- _YOUR ASSIGNMENT_: Only some lines are wanted. Transcribe, exactly, the lines below from the line with "and flag set." up to and including the line with "arbitrary user-defined flags.".

#### DATASET RECORDS

/*
 * utils.rs
 * Copyright (C) 2026 The mockmail authors
 *
 * This file is part of mockmail, an in-memory multi-protocol (SMTP/IMAP/POP3) mail
 * server used as a test double.
 *
 * mockmail is free software: you can redistribute it and/or modify
 * it under the terms of the GNU General Public License as published by
 * the Free Software Foundation, either version 3 of the License, or
 * (at your option) any later version.
 *
 * mockmail is distributed in the hope that it will be useful,
 * but WITHOUT ANY WARRANTY; without even the implied warranty of
 * MERCHANTABILITY or FITNESS FOR A PARTICULAR PURPOSE.  See the
 * GNU General Public License for more details.
 *
 * You should have received a copy of the GNU General Public License
 * along with mockmail.  If not, see <http://www.gnu.org/licenses/>.
 */

//! MIME parsing utilities (RFC 2045 token, RFC 2046 boundary).

/// Checks if a character is valid in an RFC 2045 token.
#[inline]
pub fn is_token_char(c: u8) -> bool {
    matches!(c,
        b'0'..=b'9' | b'A'..=b'Z' | b'a'..=b'z' |
        b'!' | b'#' | b'$' | b'%' | b'&' | b'\'' | b'*' | b'+' | b'-' | b'.' |
        b'^' | b'_' | b'`' | b'{' | b'|' | b'}' | b'~'
    )
}

/// Checks if the string is a valid RFC 2045 token (1+ token chars).
pub fn is_token(s: &str) -> bool {
    !s.is_empty() && s.bytes().all(is_token_char)
}

/// Checks if a character is valid in a MIME boundary (RFC 2046).
#[inline]
pub fn is_boundary_char(c: u8) -> bool {
    matches!(c,
        b'0'..=b'9' | b'A'..=b'Z' | b'a'..=b'z' |
        b'\'' | b'(' | b')' | b'+' | b'_' | b',' | b'-' | b'.' |
        b'/' | b':' | b'=' | b'?'
    )
}

/// Validates MIME boundary: 1-70 chars from boundary set (RFC 2046).
pub fn is_valid_boundary(boundary: &str) -> bool {
    let b = boundary.as_bytes();
    (1..=70).contains(&b.len()) && b.iter().copied().all(is_boundary_char)
}
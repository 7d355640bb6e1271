/*
 * message.rs
 * Copyright (C) 2026 The mockmail authors
 *
 * This file is part of mockmail, an in-memory multi-protocol (SMTP/IMAP/POP3) mail
 * server used as a test double.
 *
 * mockmail is free software: you can redistribute it and/or modify
 * it under the terms of the GNU General Public License as published by
 * the Free Software Foundation, either version 3 of the License, or
 * (at your option) any later version.
 *
 * mockmail is distributed in the hope that it will be useful,
 * but WITHOUT ANY WARRANTY; without even the implied warranty of
 * MERCHANTABILITY or FITNESS FOR A PARTICULAR PURPOSE.  See the
 * GNU General Public License for more details.
 *
 * You should have received a copy of the GNU General Public License
 * along with mockmail.  If not, see <http://www.gnu.org/licenses/>.
 */

//! Stored message and flag set.

use chrono::{DateTime, Utc};
use std::collections::BTreeSet;

/// IMAP message flag. `Recent` is exclusive: set once on arrival, cleared by the next
/// read-write SELECT that observes it. `Keyword` carries arbitrary user-defined flags.
#[derive(Debug, Clone, PartialEq, Eq, PartialOrd, Ord)]
pub enum Flag {
    Seen,
    Answered,
    Flagged,
    Deleted,
    Draft,
    Recent,
    Keyword(String),
}

impl Flag {
    /// Parse a flag token as it appears on the wire, e.g. `\Seen` or `Urgent`.
    pub fn parse(token: &str) -> Flag {
        match token {
            t if t.eq_ignore_ascii_case("\\Seen") => Flag::Seen,
            t if t.eq_ignore_ascii_case("\\Answered") => Flag::Answered,
            t if t.eq_ignore_ascii_case("\\Flagged") => Flag::Flagged,
            t if t.eq_ignore_ascii_case("\\Deleted") => Flag::Deleted,
            t if t.eq_ignore_ascii_case("\\Draft") => Flag::Draft,
            t if t.eq_ignore_ascii_case("\\Recent") => Flag::Recent,
            other => Flag::Keyword(other.to_string()),
        }
    }

    /// Wire representation, e.g. `\Seen` or `Urgent`.
    pub fn as_wire(&self) -> String {
        match self {
            Flag::Seen => "\\Seen".to_string(),
            Flag::Answered => "\\Answered".to_string(),
            Flag::Flagged => "\\Flagged".to_string(),
            Flag::Deleted => "\\Deleted".to_string(),
            Flag::Draft => "\\Draft".to_string(),
            Flag::Recent => "\\Recent".to_string(),
            Flag::Keyword(k) => k.clone(),
        }
    }

    /// System flags settable by STORE (`\Recent` is server-managed and excluded).
    pub fn is_settable(&self) -> bool {
        !matches!(self, Flag::Recent)
    }
}

pub type FlagSet = BTreeSet<Flag>;

/// A message held in a folder. `raw` is the canonicalized (CRLF) RFC 822/MIME byte stream;
/// envelope, body structure, and section extraction are derived from it on demand via the
/// MIME parser rather than cached, since the store never needs to re-serialize a message.
#[derive(Debug, Clone)]
pub struct StoredMessage {
    pub uid: u32,
    pub flags: FlagSet,
    pub internal_date: DateTime<Utc>,
    pub raw: Vec<u8>,
}

impl StoredMessage {
    pub fn size(&self) -> u64 {
        self.raw.len() as u64
    }
}

/// Canonicalize line endings to CRLF, once, at append time (APPEND and SMTP delivery both
/// funnel through this so stored bytes are consistent regardless of how they arrived).
pub fn canonicalize_crlf(data: &[u8]) -> Vec<u8> {
    let mut out = Vec::with_capacity(data.len() + 16);
    let mut i = 0;
    while i < data.len() {
        match data[i] {
            b'\r' => {
                out.push(b'\r');
                out.push(b'\n');
                if i + 1 < data.len() && data[i + 1] == b'\n' {
                    i += 2;
                } else {
                    i += 1;
                }
            }
            b'\n' => {
                out.push(b'\r');
                out.push(b'\n');
                i += 1;
            }
            b => {
                out.push(b);
                i += 1;
            }
        }
    }
    out
}

#[cfg(test)]
mod tests {
    use super::*;

    #[test]
    fn flag_roundtrip() {
        assert_eq!(Flag::parse("\\Seen"), Flag::Seen);
        assert_eq!(Flag::parse("\\DELETED"), Flag::Deleted);
        assert_eq!(Flag::parse("Urgent"), Flag::Keyword("Urgent".to_string()));
        assert_eq!(Flag::Seen.as_wire(), "\\Seen");
    }

    #[test]
    fn canonicalize_mixed_endings() {
        let out = canonicalize_crlf(b"a\r\nb\nc\rd");
        assert_eq!(out, b"a\r\nb\r\nc\r\nd");
    }
}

########

- _WRITTEN REPLY_:
//! Stored message and flag set.

use chrono::{DateTime, Utc};
use std::collections::BTreeSet;

/// IMAP message flag. `Recent` is exclusive: set once on arrival, cleared by the next
/// read-write SELECT that observes it. `Keyword` carries arbitrary user-defined flags.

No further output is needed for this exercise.